Protokoll der Sitzung vom 02.02.2000

Ich möchte zunächst einmal sagen: Parteispenden landesbeteiligter Unternehmen sind kein Problem Baden-Württembergs. Im Gegenteil: Baden-Württemberg ist das erste und bislang das einzige Land, das seitens der Landesregierung klare Regelungen getroffen hat, und dies vor zwei Jahren. Im Augenblick gibt es Überlegungen in NordrheinWestfalen, in Bayern, in anderen Ländern, einen ähnlichen Beschluss zu fassen, wie ihn die Landesregierung von Baden-Württemberg vor zwei Jahren gefasst hat.

(Zuruf des Abg. Kuhn Bündnis 90/Die Grünen)

Am 21. Januar meldete die dpa – ich zitiere wörtlich –:

Erstes Bundesland, das das Problem anpackte, war 1998 Baden-Württemberg. Auf Bundesebene gibt es bislang keine derartige Initiative.

(Beifall bei der CDU)

Zweite Bemerkung: Spenden landesbeteiligter Unternehmen sind zulässig und, wie sich gerade in den letzten Tagen gezeigt hat, auch in anderen Ländern üblich. Der beste Gewährsmann ist wohl der nordrhein-westfälische Ministerpräsident Wolfgang Clement. Er hat am 21. Januar ausdrücklich festgestellt, dass Spenden landesbeteiligter Unternehmen nicht gegen Rechtsvorschriften verstoßen.

Meine Damen und Herren, dritte Bemerkung: Der Finanzminister unseres Landes hat ausweislich der Landtagsdrucksache 12/3594 vom 16. Dezember 1998, also bereits vor über einem Jahr, auf einen Antrag der Grünen geantwortet:

Das Finanzministerium hat die Prüfungsberichte der Unternehmen, an denen das Land mit mindestens 50 % beteiligt ist oder war, für die 10., 11. und 12. Legislaturperiode ausgewertet. Anhaltspunkte für Parteispenden ergeben sich daraus nicht. Weiter gehende Informationen über etwaige Parteispenden von Unternehmen mit einer Landesbeteiligung von mindestens 50 % liegen der Landesregierung nicht vor.
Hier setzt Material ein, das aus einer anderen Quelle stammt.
use std::result::Result as StdResult;
use thiserror::Error;

/// Errors raised while starting or talking to a test container.
#[derive(Debug, Error)]
pub enum TestInfraError {
    #[error("container error: {0}")]
    Container(#[from] testcontainers::TestcontainersError),

    #[error("redis error: {0}")]
    Redis(#[from] ::redis::RedisError),
}

pub type Result<T> = StdResult<T, TestInfraError>;
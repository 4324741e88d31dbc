//! Core types and traits for the qrshort URL shortener.
//!
//! This crate holds the base-36 codec, the [`ShortCode`] identifier, the
//! error taxonomy and the [`LinkStore`] capability trait that every storage
//! backend implements.

pub mod base36;
pub mod error;
pub mod range;
pub mod record;
pub mod shortcode;
pub mod store;

pub use error::{CoreError, Result};
pub use range::{ListRange, MAX_LIST_WINDOW};
pub use record::{BulkItem, BulkRequest, ListEntry, UpsertMessage, UpsertOutcome, UpsertRespItem};
pub use shortcode::ShortCode;
pub use store::LinkStore;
Ich halte hier zu den landesbeteiligten Banken fest: Im Unterschied zur Praxis in anderen Ländern hat die CDU Baden-Württembergs keine Mark von der alten Landeskreditbank bekommen. Wir haben keine Mark von der neuen Landeskreditbank bekommen. Die CDU Baden-Württembergs hat keine Mark von der neuen Landesbank BadenWürttemberg bekommen. Die CDU Baden-Württembergs hat keine Mark von der früheren SüdwestLB bekommen. Die CDU Baden-Württembergs hat keine Mark von der früheren LG bekommen – obwohl dies alles rechtlich zulässig wäre. Sie aber haben Spenden von landesbeteiligten Banken in Nordrhein-Westfalen noch im Dezember des letzten Jahres angenommen, in Bayern und auch in anderen Bundesländern und halten dies selbstverständlich für rechtens und denken nicht an eine Rückzahlung.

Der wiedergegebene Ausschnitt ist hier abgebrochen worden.